Je commencerai par évoquer le court terme, avec une décrue assez rapide d'Omicron. Il y aura un effet ralentissant des vacances scolaires et de la saisonnalité, avec l'arrivée de l'été, pendant lequel les comportements, les températures et l'humidité font baisser la transmission.
Néanmoins, le Royaume-Uni, après une décrue assez rapide, connaît un plateau à haute incidence. Autre élément de préoccupation, la présence du variant BA.2. Notre vague, comme dans toute l'Europe, a été dominée par le BA.1. Le BA.2 est en croissance. Une étude danoise menée sur plus de 8 000 foyers infectés en décembre et janvier par les BA.1et BA.2 a montré une accélération de la propagation, qui est due soit à une capacité de transmission plus élevée, soit à une capacité de réinfection. Une nouvelle étude en laboratoire sur la protection des anticorps montre qu'après une infection au BA.1, il y a une petite baisse de protection des anticorps contre le BA.2. Celui-ci a donc une capacité d'évasion immunitaire accrue.
À moyen et long termes, cela devient beaucoup plus compliqué. Il existe deux grands scenarii. Le premier est l'émergence d'un nouveau variant. C'est tout à fait possible car l'incidence très élevée du virus dans d'autres parties du monde favorise les mutations. Ce serait très compliqué. Notre réponse dépendrait de la transmissibilité, de la contagiosité et de la pathogénicité du nouveau variant, et de l'état de l'immunité de la population au moment éventuel de son arrivée. La situation évolue dans le temps car le niveau d'anticorps baisse. Omicron est un bon exemple : il a un impact sanitaire important même si sa pathogénicité est réduite par rapport au variant précédent, en raison d'un grand nombre d'infections en France.
Le deuxième scénario est l'endémicité, comme pour la grippe. Tout dépendra de la capacité du virus à infecter telle ou telle tranche d'âge, et de notre capacité à vacciner la population. En France par exemple, la vaccination des enfants n'a pas décollé. S'agissant d'un virus respiratoire, la saisonnalité compte beaucoup. La prévisibilité n'est pas assez mise en avant. Or la grippe saisonnière présente cet avantage. On s'attend à une vague hivernale, ce qui change complètement notre capacité de réponse puisqu'on peut planifier une campagne de vaccination spécifique.

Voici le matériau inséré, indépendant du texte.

//! Boundary to the remote ledger collaborator.
//!
//! Every operation here is fallible and retryable; the local custody log
//! never waits on the anchor to be valid. Transaction signing and contract
//! semantics live entirely on the other side of this trait.

use anyhow::Result;
use serde::{Deserialize, Serialize};

/// Metadata attached to an evidence registration on the remote ledger.
#[derive(Debug, Clone, Serialize, Deserialize)]
pub struct RegistrationMetadata {
    pub investigator_id: String,
    pub collection_source: String,
    pub domains: Vec<String>,
    pub tools_used: Vec<String>,
}

/// Receipt for a successful remote write.
#[derive(Debug, Clone, Serialize, Deserialize)]
pub struct AnchorReceipt {
    pub status: String,
    pub transaction_ref: String,
    pub block_ref: Option<String>,
    pub timestamp: String,
}

/// One custody event as reported back by the remote ledger.
#[derive(Debug, Clone, Serialize, Deserialize)]
pub struct RemoteEvent {
    pub evidence_id: String,
    pub kind: String,
    pub actor_id: String,
    pub timestamp: String,
    pub transaction_ref: Option<String>,
}

#[cfg_attr(test, mockall::automock)]
pub trait LedgerAnchor {
    /// Register newly collected evidence and its hash.
    fn register_evidence(
        &self,
        evidence_id: &str,
        hash: &str,
        metadata: &RegistrationMetadata,
    ) -> Result<AnchorReceipt>;

    /// Mirror one custody event to the remote ledger.
    fn add_custody_event(
        &self,
        evidence_id: &str,
        actor: &str,
        action: &str,
        remarks: &str,
    ) -> Result<AnchorReceipt>;

    /// The remote ledger's view of the custody chain for one evidence id.
    fn custody_chain(&self, evidence_id: &str) -> Result<Vec<RemoteEvent>>;

    /// Ask the remote ledger whether it holds this hash for this evidence.
    fn verify_hash(&self, evidence_id: &str, hash: &str) -> Result<bool>;
}
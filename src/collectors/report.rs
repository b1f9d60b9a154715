//! Shared scaffolding for building a [`CollectionResult`].
//!
//! The builder owns the timeout/error-isolation discipline once, instead of
//! each collector repeating it: a failing finding records an error payload
//! under its own key and the remaining findings still run; an absent
//! advanced tool records a structured `not_available` payload so callers can
//! tell "not attempted" apart from "attempted and empty".

use anyhow::Result;
use chrono::Utc;
use log::{debug, warn};
use serde_json::{json, Value};

use crate::constants::NOT_AVAILABLE_STATUS;
use crate::exec::{CommandOutput, CommandRunner};
use crate::models::{CollectionResult, CollectionStatus, CommandRecord, Domain, ToolDescriptor};
use crate::probe::CapabilityProbe;
use crate::session::SessionContext;
use crate::utils::atomic_write_json;

pub struct ReportBuilder {
    result: CollectionResult,
}

impl ReportBuilder {
    pub fn new(domain: Domain) -> Self {
        Self {
            result: CollectionResult::new(domain),
        }
    }

    pub fn domain(&self) -> Domain {
        self.result.domain
    }

    /// Compute one finding; a failure lands as an error payload under the
    /// finding's own key and does not abort the rest of the collector.
    pub fn record<F>(&mut self, name: &str, f: F)
    where
        F: FnOnce(&mut ReportBuilder) -> Result<Value>,
    {
        debug!("[{}] computing finding {}", self.result.domain, name);
        match f(self) {
            Ok(value) => self.result.findings.insert(name, value),
            Err(e) => {
                warn!("[{}] finding {} failed: {}", self.result.domain, name, e);
                self.result
                    .findings
                    .insert(name, json!({ "error": e.to_string() }));
            }
        }
    }

    /// Compute one advanced, capability-gated finding.
    ///
    /// When the tool is not resolvable the finding still appears, carrying a
    /// structured `not_available` payload, and no advanced tool usage is
    /// recorded.
    pub fn record_gated<F>(&mut self, probe: &CapabilityProbe, tool: &str, name: &str, f: F)
    where
        F: FnOnce(&mut ReportBuilder, &ToolDescriptor) -> Result<Value>,
    {
        let descriptor = probe.resolve(tool);
        if !descriptor.available {
            debug!(
                "[{}] advanced tool {} not configured, recording placeholder for {}",
                self.result.domain, tool, name
            );
            self.result.findings.insert(
                name,
                json!({
                    "status": NOT_AVAILABLE_STATUS,
                    "note": format!("{} not found - install it or set its path in the config", tool),
                }),
            );
            return;
        }

        match f(self, &descriptor) {
            Ok(value) => {
                self.result.findings.insert(name, value);
                self.used_advanced_tool(tool);
            }
            Err(e) => {
                warn!("[{}] advanced finding {} failed: {}", self.result.domain, name, e);
                self.result
                    .findings
                    .insert(name, json!({ "error": e.to_string() }));
            }
        }
    }

    /// Run an external command, logging it into `commands_executed`.
    pub fn run_command(
        &mut self,
        runner: &CommandRunner,
        program: &str,
        args: &[&str],
        description: &str,
    ) -> CommandOutput {
        let output = runner.run(program, args);
        self.log_command(&output.command, description);
        if output.success {
            self.used_core_tool(program);
        }
        output
    }

    /// Log a command or system API call without spawning anything.
    pub fn log_command(&mut self, command: &str, description: &str) {
        self.result.commands_executed.push(CommandRecord {
            command: command.to_string(),
            description: description.to_string(),
            timestamp: Utc::now().to_rfc3339(),
        });
    }

    pub fn used_core_tool(&mut self, name: &str) {
        self.result.core_tools_used.insert(name.to_string());
    }

    pub fn used_advanced_tool(&mut self, name: &str) {
        self.result.advanced_tools_used.insert(name.to_string());
    }

    /// Finalize the result and persist it as a standalone per-domain
    /// artifact for independent auditing. Persistence problems are logged,
    /// not raised; the in-memory result is still returned to the
    /// orchestrator.
    pub fn finish(mut self, session: &SessionContext) -> CollectionResult {
        self.result.normalize_tools();
        if self.result.status == CollectionStatus::Running {
            self.result.status = CollectionStatus::Completed;
        }

        let artifact = session
            .domain_dir(self.result.domain)
            .join(format!("{}_forensics.json", self.result.domain));
        if let Err(e) = atomic_write_json(&self.result, &artifact) {
            warn!(
                "[{}] could not persist standalone result: {}",
                self.result.domain, e
            );
        }

        self.result
    }
}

La vaccination a été accélérée pour faire face à la vague estivale de Delta, puis l'injection de la troisième dose l'a été pour faire face à la vague hivernale de Delta, transformée en Omicron. On a dû courir.
Les conditions de l'endémicité dépendront de la capacité de l'immunité à se maintenir au cours du temps.
Un scénario probable est que l'accumulation des couches d'immunité protège largement la population de la transmission et des formes graves de la maladie.
La grande question est celle du seuil d'acceptabilité. La saturation des hôpitaux est le critère utilisé actuellement.
Le professeur Caumes a évoqué le timing. Même si le scénario d'endémicité de la grippe nous accorde de la prévisibilité, on ne sait pas combien de temps il faudra pour y arriver. Il ne faut pas s'imaginer que si Omicron marque le début de la sortie de la pandémie, la suite sera un 100 mètres sur piste bien éclairée. Ce sera plutôt du trail, avec des obstacles et des résurgences épidémiques possibles.